▸ **Problem**: Find the string "description" in the records. Copy each line that has it.
*** Supplied data ***
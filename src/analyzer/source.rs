use crate::config::types::Location;

/// Byte offset to line/column mapping over raw script bytes.
///
/// Columns count UTF-8 characters, so the mapping also works for content
/// that is only valid up to some prefix.
pub struct SourceMap<'a> {
    bytes: &'a [u8],
    line_starts: Vec<usize>,
}

impl<'a> SourceMap<'a> {
    pub fn new(bytes: &'a [u8]) -> Self {
        let mut line_starts = vec![0];
        line_starts.extend(
            bytes
                .iter()
                .enumerate()
                .filter(|(_, b)| **b == b'\n')
                .map(|(i, _)| i + 1),
        );
        Self { bytes, line_starts }
    }

    pub fn locate(&self, offset: usize) -> Location {
        let offset = offset.min(self.bytes.len());
        let line_index = match self.line_starts.binary_search(&offset) {
            Ok(exact) => exact,
            Err(next) => next - 1,
        };
        let line_start = self.line_starts[line_index];
        let column = self.bytes[line_start..offset]
            .iter()
            .filter(|b| (**b & 0xC0) != 0x80)
            .count()
            + 1;
        Location {
            line: line_index + 1,
            column,
            offset,
        }
    }
}

/// Spans of text the lexers found, plus the first structural problem
#[derive(Debug, Default)]
pub struct Lexed {
    /// Same length as the input; comments and literal contents replaced by spaces
    pub masked: String,
    /// Literal spans as (content_start, content_end) byte offsets into the input
    pub literals: Vec<(usize, usize)>,
    /// First structural issue: (offset, description)
    pub issue: Option<(usize, String)>,
}

impl Lexed {
    pub(crate) fn note_issue(&mut self, offset: usize, description: impl Into<String>) {
        match &self.issue {
            Some((existing, _)) if *existing <= offset => {}
            _ => self.issue = Some((offset, description.into())),
        }
    }

    /// Literal whose opening quote sits at `quote_offset`
    pub fn literal_after_quote(&self, quote_offset: usize) -> Option<(usize, usize)> {
        self.literals
            .iter()
            .copied()
            .find(|(start, _)| *start == quote_offset + 1)
    }
}

/// Replace every non-newline byte in `range` with a space
pub(crate) fn blank(buf: &mut [u8], start: usize, end: usize) {
    for b in &mut buf[start..end] {
        if *b != b'\n' {
            *b = b' ';
        }
    }
}

/// Report the first unbalanced bracket in masked text
pub(crate) fn check_brackets(masked: &str, lexed: &mut Lexed) {
    let mut stack: Vec<(u8, usize)> = Vec::new();
    for (offset, byte) in masked.bytes().enumerate() {
        match byte {
            b'(' | b'[' | b'{' => stack.push((byte, offset)),
            b')' | b']' | b'}' => {
                let expected = match byte {
                    b')' => b'(',
                    b']' => b'[',
                    _ => b'{',
                };
                match stack.pop() {
                    Some((open, _)) if open == expected => {}
                    _ => {
                        lexed.note_issue(offset, format!("unbalanced '{}'", byte as char));
                        return;
                    }
                }
            }
            _ => {}
        }
    }
    if let Some((open, offset)) = stack.first() {
        lexed.note_issue(*offset, format!("unclosed '{}'", *open as char));
    }
}

#[cfg(test)]
mod tests {
    use super::*;

    #[test]
    fn locates_lines_and_columns() {
        let src = b"a = 1\nb = eval(x)\n";
        let map = SourceMap::new(src);
        let loc = map.locate(10);
        assert_eq!(loc.line, 2);
        assert_eq!(loc.column, 5);
        assert_eq!(loc.offset, 10);
    }

    #[test]
    fn columns_count_characters_not_bytes() {
        let src = "é = eval(x)".as_bytes();
        let map = SourceMap::new(src);
        // 'é' is two bytes; eval starts at byte 5
        assert_eq!(map.locate(5).column, 5);
    }

    #[test]
    fn first_issue_wins() {
        let mut lexed = Lexed::default();
        lexed.note_issue(20, "later");
        lexed.note_issue(4, "earlier");
        lexed.note_issue(9, "middle");
        assert_eq!(lexed.issue, Some((4, "earlier".to_string())));
    }

    #[test]
    fn detects_unbalanced_brackets() {
        let mut lexed = Lexed::default();
        check_brackets("f(a, [b)", &mut lexed);
        assert_eq!(lexed.issue.as_ref().map(|(o, _)| *o), Some(7));

        let mut lexed = Lexed::default();
        check_brackets("call(x", &mut lexed);
        assert_eq!(lexed.issue.as_ref().map(|(o, _)| *o), Some(4));
    }
}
*** End of Supplied data ***
▸ **Result of this task**:
    /// First structural issue: (offset, description)
    pub(crate) fn note_issue(&mut self, offset: usize, description: impl Into<String>) {
            _ => self.issue = Some((offset, description.into())),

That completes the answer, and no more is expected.